■ **Available data**
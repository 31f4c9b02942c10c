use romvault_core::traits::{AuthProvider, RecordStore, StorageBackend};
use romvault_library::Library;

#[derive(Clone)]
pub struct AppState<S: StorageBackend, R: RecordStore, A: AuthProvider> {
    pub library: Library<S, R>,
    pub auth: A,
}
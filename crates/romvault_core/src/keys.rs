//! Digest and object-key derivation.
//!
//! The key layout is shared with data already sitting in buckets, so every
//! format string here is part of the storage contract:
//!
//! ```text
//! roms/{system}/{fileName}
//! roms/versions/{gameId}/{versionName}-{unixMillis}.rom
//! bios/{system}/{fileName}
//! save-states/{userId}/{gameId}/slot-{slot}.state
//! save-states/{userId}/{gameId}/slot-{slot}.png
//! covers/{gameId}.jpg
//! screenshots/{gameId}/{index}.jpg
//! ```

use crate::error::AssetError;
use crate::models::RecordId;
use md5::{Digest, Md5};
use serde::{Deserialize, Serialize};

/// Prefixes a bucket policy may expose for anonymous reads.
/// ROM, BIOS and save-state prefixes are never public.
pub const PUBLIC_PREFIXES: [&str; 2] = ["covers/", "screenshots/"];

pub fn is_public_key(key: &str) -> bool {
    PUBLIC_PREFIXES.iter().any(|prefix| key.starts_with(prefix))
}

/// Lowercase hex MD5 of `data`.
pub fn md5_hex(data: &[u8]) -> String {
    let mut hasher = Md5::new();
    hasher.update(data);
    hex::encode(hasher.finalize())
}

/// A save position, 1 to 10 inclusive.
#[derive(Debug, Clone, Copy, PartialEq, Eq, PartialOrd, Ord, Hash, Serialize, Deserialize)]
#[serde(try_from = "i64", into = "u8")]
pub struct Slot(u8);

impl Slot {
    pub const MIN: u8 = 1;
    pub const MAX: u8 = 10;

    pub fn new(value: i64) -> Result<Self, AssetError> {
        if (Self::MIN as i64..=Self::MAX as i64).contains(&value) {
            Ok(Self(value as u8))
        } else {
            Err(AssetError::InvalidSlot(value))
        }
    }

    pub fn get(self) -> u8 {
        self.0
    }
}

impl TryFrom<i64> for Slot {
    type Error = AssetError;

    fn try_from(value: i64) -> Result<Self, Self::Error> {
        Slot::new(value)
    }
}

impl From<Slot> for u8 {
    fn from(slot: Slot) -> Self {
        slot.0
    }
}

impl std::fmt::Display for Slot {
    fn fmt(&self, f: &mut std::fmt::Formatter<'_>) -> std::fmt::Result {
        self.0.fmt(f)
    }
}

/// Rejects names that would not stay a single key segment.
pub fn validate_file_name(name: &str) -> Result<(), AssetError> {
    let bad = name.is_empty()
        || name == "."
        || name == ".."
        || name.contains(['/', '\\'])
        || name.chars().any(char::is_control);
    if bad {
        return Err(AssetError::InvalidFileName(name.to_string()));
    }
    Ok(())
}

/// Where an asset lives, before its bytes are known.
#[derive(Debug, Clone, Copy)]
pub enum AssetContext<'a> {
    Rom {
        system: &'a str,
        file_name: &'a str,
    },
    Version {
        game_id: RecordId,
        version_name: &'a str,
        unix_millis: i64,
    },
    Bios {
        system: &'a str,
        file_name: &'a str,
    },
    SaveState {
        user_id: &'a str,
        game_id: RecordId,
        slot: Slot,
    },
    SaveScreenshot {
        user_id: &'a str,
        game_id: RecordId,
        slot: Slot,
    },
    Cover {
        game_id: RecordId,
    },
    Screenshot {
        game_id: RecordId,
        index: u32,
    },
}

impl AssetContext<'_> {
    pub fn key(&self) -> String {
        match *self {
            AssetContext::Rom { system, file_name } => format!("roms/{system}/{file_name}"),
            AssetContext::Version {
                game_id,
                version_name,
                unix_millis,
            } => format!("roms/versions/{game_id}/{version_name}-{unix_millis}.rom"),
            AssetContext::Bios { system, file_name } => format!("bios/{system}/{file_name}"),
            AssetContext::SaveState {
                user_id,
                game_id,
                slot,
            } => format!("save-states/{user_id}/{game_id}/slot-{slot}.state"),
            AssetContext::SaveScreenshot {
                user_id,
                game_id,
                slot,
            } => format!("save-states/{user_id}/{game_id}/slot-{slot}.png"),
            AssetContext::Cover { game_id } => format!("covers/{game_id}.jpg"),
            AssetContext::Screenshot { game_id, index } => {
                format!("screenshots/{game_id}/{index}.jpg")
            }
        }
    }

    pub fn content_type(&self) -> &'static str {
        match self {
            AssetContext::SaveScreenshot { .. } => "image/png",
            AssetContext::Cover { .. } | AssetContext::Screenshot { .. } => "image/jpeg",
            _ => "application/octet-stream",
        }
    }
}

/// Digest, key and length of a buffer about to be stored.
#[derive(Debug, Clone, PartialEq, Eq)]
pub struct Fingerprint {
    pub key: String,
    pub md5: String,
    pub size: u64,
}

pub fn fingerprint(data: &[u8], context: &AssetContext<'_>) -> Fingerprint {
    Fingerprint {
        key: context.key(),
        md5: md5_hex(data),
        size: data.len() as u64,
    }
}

--

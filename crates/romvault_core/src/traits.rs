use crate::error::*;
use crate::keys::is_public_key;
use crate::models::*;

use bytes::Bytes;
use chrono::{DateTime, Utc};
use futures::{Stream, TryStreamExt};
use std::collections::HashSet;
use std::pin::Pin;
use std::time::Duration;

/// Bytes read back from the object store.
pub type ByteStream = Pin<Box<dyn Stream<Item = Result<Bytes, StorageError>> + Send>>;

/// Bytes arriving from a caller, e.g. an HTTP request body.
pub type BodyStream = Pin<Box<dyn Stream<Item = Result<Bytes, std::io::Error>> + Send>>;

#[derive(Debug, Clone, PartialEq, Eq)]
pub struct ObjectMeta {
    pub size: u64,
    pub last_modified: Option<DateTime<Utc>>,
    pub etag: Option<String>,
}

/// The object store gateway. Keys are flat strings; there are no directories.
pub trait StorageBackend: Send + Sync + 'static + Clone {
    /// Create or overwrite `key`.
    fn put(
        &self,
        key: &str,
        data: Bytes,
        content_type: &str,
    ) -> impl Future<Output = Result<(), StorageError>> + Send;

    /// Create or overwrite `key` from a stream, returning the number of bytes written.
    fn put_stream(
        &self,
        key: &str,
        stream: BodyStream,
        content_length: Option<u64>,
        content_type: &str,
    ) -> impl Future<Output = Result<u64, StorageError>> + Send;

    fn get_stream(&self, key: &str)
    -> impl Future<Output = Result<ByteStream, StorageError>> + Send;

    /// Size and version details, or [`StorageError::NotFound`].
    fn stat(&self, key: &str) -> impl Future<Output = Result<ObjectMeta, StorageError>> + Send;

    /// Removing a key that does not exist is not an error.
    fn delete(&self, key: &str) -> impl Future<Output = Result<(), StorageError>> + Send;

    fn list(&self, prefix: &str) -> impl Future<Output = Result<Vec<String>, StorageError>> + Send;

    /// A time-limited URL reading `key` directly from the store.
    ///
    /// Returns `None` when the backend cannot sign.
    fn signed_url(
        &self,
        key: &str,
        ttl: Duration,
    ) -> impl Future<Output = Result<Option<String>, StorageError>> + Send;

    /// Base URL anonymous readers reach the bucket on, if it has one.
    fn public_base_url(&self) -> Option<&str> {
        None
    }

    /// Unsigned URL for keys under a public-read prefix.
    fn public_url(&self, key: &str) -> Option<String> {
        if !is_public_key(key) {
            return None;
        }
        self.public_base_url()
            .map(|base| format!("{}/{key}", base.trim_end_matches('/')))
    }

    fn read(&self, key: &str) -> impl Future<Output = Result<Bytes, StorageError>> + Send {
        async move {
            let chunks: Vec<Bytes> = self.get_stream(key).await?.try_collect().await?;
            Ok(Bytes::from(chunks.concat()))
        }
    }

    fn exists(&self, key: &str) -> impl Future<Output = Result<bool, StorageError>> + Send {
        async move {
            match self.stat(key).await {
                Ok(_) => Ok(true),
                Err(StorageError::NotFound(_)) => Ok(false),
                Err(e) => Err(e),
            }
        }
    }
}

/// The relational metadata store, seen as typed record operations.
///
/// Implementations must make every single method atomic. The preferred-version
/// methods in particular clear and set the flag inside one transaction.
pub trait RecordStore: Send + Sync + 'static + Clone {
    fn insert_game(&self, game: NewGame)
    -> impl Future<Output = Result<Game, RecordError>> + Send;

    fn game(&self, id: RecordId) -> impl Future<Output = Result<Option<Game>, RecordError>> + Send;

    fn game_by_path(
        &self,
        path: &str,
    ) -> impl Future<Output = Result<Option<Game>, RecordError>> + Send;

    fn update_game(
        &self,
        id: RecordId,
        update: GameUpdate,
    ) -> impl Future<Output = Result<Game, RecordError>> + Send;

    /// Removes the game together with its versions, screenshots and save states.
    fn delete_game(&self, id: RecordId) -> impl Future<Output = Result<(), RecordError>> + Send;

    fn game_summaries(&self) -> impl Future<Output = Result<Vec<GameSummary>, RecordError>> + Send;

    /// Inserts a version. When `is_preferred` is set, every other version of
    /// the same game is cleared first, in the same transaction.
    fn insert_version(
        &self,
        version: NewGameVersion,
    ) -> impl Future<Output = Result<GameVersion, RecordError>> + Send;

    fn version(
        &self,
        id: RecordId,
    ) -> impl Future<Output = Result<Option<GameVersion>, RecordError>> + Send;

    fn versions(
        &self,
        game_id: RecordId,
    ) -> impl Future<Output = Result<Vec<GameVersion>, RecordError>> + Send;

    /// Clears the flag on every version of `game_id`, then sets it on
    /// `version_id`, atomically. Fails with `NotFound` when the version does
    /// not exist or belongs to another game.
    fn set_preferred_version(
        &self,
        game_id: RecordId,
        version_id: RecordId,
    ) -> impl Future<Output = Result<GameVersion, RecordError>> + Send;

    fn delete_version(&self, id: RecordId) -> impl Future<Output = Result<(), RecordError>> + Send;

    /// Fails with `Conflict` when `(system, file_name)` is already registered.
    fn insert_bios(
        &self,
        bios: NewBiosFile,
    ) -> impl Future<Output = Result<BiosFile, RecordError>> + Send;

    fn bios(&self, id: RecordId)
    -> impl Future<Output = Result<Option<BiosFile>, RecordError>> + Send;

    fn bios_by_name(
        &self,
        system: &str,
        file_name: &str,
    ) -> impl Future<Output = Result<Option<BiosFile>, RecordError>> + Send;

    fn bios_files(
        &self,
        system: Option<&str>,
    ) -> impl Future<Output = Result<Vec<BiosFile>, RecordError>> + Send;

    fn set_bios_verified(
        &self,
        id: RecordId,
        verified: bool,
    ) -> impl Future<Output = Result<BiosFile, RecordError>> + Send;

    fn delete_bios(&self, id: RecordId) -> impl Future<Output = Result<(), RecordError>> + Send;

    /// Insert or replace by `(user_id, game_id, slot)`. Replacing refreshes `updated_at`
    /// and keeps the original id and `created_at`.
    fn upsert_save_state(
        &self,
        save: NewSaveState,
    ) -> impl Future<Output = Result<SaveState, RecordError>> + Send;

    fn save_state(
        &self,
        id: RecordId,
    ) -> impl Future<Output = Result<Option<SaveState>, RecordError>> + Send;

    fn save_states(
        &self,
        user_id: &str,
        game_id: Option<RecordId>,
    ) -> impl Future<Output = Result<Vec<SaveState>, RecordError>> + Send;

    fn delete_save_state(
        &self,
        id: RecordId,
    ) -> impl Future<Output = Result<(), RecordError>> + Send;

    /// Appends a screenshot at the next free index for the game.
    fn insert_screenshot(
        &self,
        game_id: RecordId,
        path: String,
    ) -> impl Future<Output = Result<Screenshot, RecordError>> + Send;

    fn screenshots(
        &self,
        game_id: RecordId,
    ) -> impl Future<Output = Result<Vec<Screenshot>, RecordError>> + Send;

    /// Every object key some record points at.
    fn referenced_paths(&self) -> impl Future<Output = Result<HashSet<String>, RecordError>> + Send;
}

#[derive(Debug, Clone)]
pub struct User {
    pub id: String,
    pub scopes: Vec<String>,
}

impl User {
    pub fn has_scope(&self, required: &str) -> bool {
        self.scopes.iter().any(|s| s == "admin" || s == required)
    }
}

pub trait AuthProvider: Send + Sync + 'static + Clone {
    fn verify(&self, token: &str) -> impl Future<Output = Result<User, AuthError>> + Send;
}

---

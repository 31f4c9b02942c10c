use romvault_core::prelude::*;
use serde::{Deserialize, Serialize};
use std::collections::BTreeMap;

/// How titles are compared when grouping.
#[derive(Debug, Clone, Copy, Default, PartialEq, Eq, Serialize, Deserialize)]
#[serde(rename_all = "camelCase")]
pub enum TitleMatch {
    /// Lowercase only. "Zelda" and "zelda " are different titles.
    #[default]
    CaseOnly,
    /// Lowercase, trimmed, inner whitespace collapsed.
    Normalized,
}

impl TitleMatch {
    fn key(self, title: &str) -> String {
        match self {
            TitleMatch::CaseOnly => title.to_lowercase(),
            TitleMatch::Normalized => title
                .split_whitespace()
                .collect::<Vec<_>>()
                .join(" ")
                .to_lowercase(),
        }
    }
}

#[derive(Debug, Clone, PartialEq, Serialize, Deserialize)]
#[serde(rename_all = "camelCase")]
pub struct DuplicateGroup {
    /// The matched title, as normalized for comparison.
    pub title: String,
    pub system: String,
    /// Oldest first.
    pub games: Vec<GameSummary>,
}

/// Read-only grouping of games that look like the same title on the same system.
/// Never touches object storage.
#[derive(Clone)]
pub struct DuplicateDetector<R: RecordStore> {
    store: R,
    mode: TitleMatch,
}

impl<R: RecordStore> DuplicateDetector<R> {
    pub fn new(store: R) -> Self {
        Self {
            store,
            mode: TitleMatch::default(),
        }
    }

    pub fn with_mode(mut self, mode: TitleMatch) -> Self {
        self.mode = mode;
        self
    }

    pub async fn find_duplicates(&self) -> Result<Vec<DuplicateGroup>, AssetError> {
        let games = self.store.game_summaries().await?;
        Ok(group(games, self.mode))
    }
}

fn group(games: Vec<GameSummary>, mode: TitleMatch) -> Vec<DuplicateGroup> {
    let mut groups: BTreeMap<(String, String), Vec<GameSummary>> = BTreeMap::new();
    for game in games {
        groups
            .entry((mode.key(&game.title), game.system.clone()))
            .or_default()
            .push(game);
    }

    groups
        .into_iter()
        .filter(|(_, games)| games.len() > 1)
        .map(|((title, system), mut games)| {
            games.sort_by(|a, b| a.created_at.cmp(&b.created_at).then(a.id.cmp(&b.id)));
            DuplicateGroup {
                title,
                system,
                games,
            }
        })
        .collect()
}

■ **Task requirements**
Whenever a line above has the word "DuplicateGroup" in it, copy that line.

■ **Result below**
pub struct DuplicateGroup {
    pub async fn find_duplicates(&self) -> Result<Vec<DuplicateGroup>, AssetError> {
fn group(games: Vec<GameSummary>, mode: TitleMatch) -> Vec<DuplicateGroup> {
            DuplicateGroup {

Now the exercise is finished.